The obvious difference to these methods is that here a multivariate approach is used an that the total degree of the polynomials used in the method is usually much smaller than \(\# A\) as in the univariate case. The examples of Sect. 3 indicate that these will lead to better numerical behavior so that fast numerical methods can be used instead of symbolic ones and the final result is obtained by rounding \(X^{-T} \Omega \) to the next integer. A detailed study of these question, the choice of an optimal matrix X and quantitative estimates are not in the scope of this paper, however.

5 Summary

We have shown that frequencies and coefficients of (2) can be reconstructed from sampling the function on the integer lattice

$$\begin{aligned} \varGamma _n := \{ \alpha + \beta : |\alpha |,|\beta | \le n \}, \end{aligned}$$
(35)

where n is such that \(n \ge \deg \varPi /I_\Omega \), where \(I_\Omega \) is the ideal of all polynomials vanishing on \(Z_\Omega = e^\Omega \). In contrast to the univariate case, this is a structural quantity that depends on the geometry of \(Z_\Omega \).

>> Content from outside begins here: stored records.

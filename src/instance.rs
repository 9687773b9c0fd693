//! Sampling of the initial state of a single benchmark instance.
use crate::grid::{Cell, Grid};
use crate::rng::{ReseedableRng, sample};
use anyhow::{Context, Result};
use serde::{Deserialize, Serialize};

/// Offset added to the replication seed for the stream that places the AMRs.
///
/// The AMR placement comes from its own stream, which still changes with the replication number.
pub const AMR_SEED_OFFSET: u64 = 1000;

/// The initial locations of one benchmark instance
#[derive(Debug, Clone, PartialEq, Eq, Serialize, Deserialize)]
pub struct Instance {
    /// The location of the target load. Never one of the I/O points.
    pub target: Cell,
    /// The escort (empty) locations, sorted. Never includes the target.
    pub escorts: Vec<Cell>,
    /// The initial AMR locations, sorted. Never includes an escort.
    pub amrs: Vec<Cell>,
}

/// Sample the initial locations for one instance.
///
/// Draws proceed as follows:
///
/// 1. The target is drawn from all cells except the I/O points, with `rng` seeded by `seed`.
/// 2. The escorts are drawn from all cells except the target, continuing the same stream.
/// 3. The AMRs are drawn from all cells except the escorts, with `rng` re-seeded by
///    `seed + AMR_SEED_OFFSET`.
///
/// Escorts and AMRs may occupy I/O points, and AMRs may sit under the target load.
///
/// # Arguments
///
/// * `rng` - The random stream, which is re-seeded before use
/// * `grid` - The unit in which to place everything
/// * `reserved` - The I/O points
/// * `num_escorts` - Number of escorts to place
/// * `num_amrs` - Number of AMRs to place
/// * `seed` - The replication number
pub fn sample_instance<R: ReseedableRng + ?Sized>(
    rng: &mut R,
    grid: &Grid,
    reserved: &[Cell],
    num_escorts: usize,
    num_amrs: usize,
    seed: u32,
) -> Result<Instance> {
    let seed = u64::from(seed);

    rng.reseed(seed);
    let target = sample(rng, &grid.cells_excluding(reserved), 1)
        .context("Failed to place target load")?[0];

    let mut escorts = sample(rng, &grid.cells_excluding(&[target]), num_escorts)
        .context("Failed to place escorts")?;
    escorts.sort_unstable();

    rng.reseed(seed + AMR_SEED_OFFSET);
    let mut amrs = sample(rng, &grid.cells_excluding(&escorts), num_amrs)
        .context("Failed to place AMRs")?;
    amrs.sort_unstable();

    Ok(Instance {
        target,
        escorts,
        amrs,
    })
}

#[cfg(test)]
mod tests {
    use super::*;
    use crate::fixture::assert_error;
    use crate::rng::PyRandom;
    use itertools::Itertools;
    use rstest::{fixture, rstest};

    #[fixture]
    fn rng() -> PyRandom {
        PyRandom::new(0)
    }

    fn cells(coords: &[(u32, u32)]) -> Vec<Cell> {
        coords.iter().copied().map(Cell::from).collect()
    }

    #[rstest]
    fn test_sample_instance_center_7x7(mut rng: PyRandom) {
        let instance =
            sample_instance(&mut rng, &Grid::new(7, 7), &[Cell::new(3, 0)], 4, 5, 1).unwrap();
        assert_eq!(
            instance,
            Instance {
                target: Cell::new(1, 1),
                escorts: cells(&[(0, 4), (1, 0), (2, 3), (5, 2)]),
                amrs: cells(&[(0, 3), (0, 6), (2, 0), (3, 6), (5, 4)]),
            }
        );
    }

    #[rstest]
    fn test_sample_instance_second_replication(mut rng: PyRandom) {
        let instance =
            sample_instance(&mut rng, &Grid::new(7, 7), &[Cell::new(3, 0)], 4, 5, 2).unwrap();
        assert_eq!(
            instance,
            Instance {
                target: Cell::new(0, 3),
                escorts: cells(&[(0, 6), (1, 4), (3, 3), (6, 6)]),
                amrs: cells(&[(1, 3), (2, 2), (4, 1), (5, 1), (5, 6)]),
            }
        );
    }

    #[rstest]
    fn test_sample_instance_many_ios(mut rng: PyRandom) {
        let reserved = (0..20).map(|x| Cell::new(x, 0)).collect_vec();
        let instance = sample_instance(&mut rng, &Grid::new(20, 5), &reserved, 8, 10, 3).unwrap();
        assert_eq!(
            instance,
            Instance {
                target: Cell::new(7, 3),
                escorts: cells(&[
                    (3, 1),
                    (9, 3),
                    (12, 1),
                    (14, 0),
                    (15, 0),
                    (15, 1),
                    (15, 3),
                    (16, 1)
                ]),
                amrs: cells(&[
                    (0, 3),
                    (5, 4),
                    (9, 2),
                    (10, 3),
                    (11, 4),
                    (12, 0),
                    (12, 2),
                    (13, 1),
                    (14, 3),
                    (15, 2)
                ]),
            }
        );
    }

    #[rstest]
    fn test_sample_instance_amrs_may_overlap_target_and_ios(mut rng: PyRandom) {
        let instance =
            sample_instance(&mut rng, &Grid::new(3, 2), &[Cell::new(0, 0)], 2, 3, 7).unwrap();
        assert_eq!(
            instance,
            Instance {
                target: Cell::new(1, 1),
                escorts: cells(&[(0, 1), (2, 0)]),
                amrs: cells(&[(0, 0), (1, 1), (2, 1)]),
            }
        );
    }

    #[rstest]
    fn test_sample_instance_empty_groups(mut rng: PyRandom) {
        let reserved = cells(&[(0, 0), (1, 0)]);
        let instance = sample_instance(&mut rng, &Grid::new(3, 2), &reserved, 0, 0, 5).unwrap();
        assert_eq!(instance.target, Cell::new(2, 0));
        assert!(instance.escorts.is_empty());
        assert!(instance.amrs.is_empty());
    }

    #[rstest]
    fn test_sample_instance_deterministic(mut rng: PyRandom) {
        let grid = Grid::new(9, 9);
        let reserved = [Cell::new(4, 0)];
        let first = sample_instance(&mut rng, &grid, &reserved, 6, 8, 11).unwrap();

        // Reusing a stream which has already been advanced must not matter
        let second = sample_instance(&mut rng, &grid, &reserved, 6, 8, 11).unwrap();
        assert_eq!(first, second);
    }

    #[rstest]
    fn test_sample_instance_invariants(mut rng: PyRandom) {
        let grid = Grid::new(6, 4);
        let reserved = [Cell::new(0, 0), Cell::new(5, 0)];
        for seed in 1..=30 {
            let instance = sample_instance(&mut rng, &grid, &reserved, 7, 9, seed).unwrap();
            assert!(!reserved.contains(&instance.target));
            assert!(!instance.escorts.contains(&instance.target));
            assert!(instance.escorts.iter().all(|e| !instance.amrs.contains(e)));
            assert_eq!(instance.escorts.len(), 7);
            assert_eq!(instance.amrs.len(), 9);
            assert!(instance.escorts.iter().all_unique());
            assert!(instance.amrs.iter().all_unique());
            assert!(instance.escorts.is_sorted());
            assert!(instance.amrs.is_sorted());
            assert!(instance.escorts.iter().all(|c| grid.contains(c)));
            assert!(instance.amrs.iter().all(|c| grid.contains(c)));
        }
    }

    #[rstest]
    fn test_sample_instance_no_room_for_target(mut rng: PyRandom) {
        let reserved = cells(&[(0, 0), (0, 1), (1, 0), (1, 1)]);
        assert_error!(
            sample_instance(&mut rng, &Grid::new(2, 2), &reserved, 0, 0, 1),
            "Failed to place target load"
        );
    }

    #[rstest]
    fn test_sample_instance_too_many_escorts(mut rng: PyRandom) {
        let result = sample_instance(&mut rng, &Grid::new(2, 2), &[], 4, 0, 1);
        let err = result.unwrap_err();
        assert_eq!(err.to_string(), "Failed to place escorts");
        assert_eq!(
            err.root_cause().to_string(),
            "Cannot sample 4 distinct elements from a population of 3"
        );
    }
}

In particular, it is not to be expected that these sampling sets are minimal unless \(\# \Omega = {n+s \atopwithdelims ()s}\) and the points in \(Z_\Omega \) are in general position as then and only then the number of parameters and measurement points coincide. On the other hand, for \(s=1\) these conditions are always fulfilled. And even if there were smaller sampling sets, these would depend on the unknown geometry of \(Z_\Omega \).

In addition, we showed that the extended method can be implemented by using standard procedures of Numerical Linear Algebra and runs with reasonable numerical stability. There is still room to adapt some of the tools and probably make use of higher precision arithmetic if needed. Such additions should be designed in the context of a particular application, however.

All the methods shown here are based on the numerical realization of a purely algebraic algorithm that in principle solves Prony’s problem in an arbitrary number of variables and for an arbitrary number of frequencies. It goes without saying that a careful and quantitative analysis of the algorithm with respect to minimality, complexity and numerical accuracy is a reasonable next step once the underlying theory is understood. It would also be extremely interesting to compare this algorithm with other multivariate approaches like the projection method. Some of these issues are currently under investigation.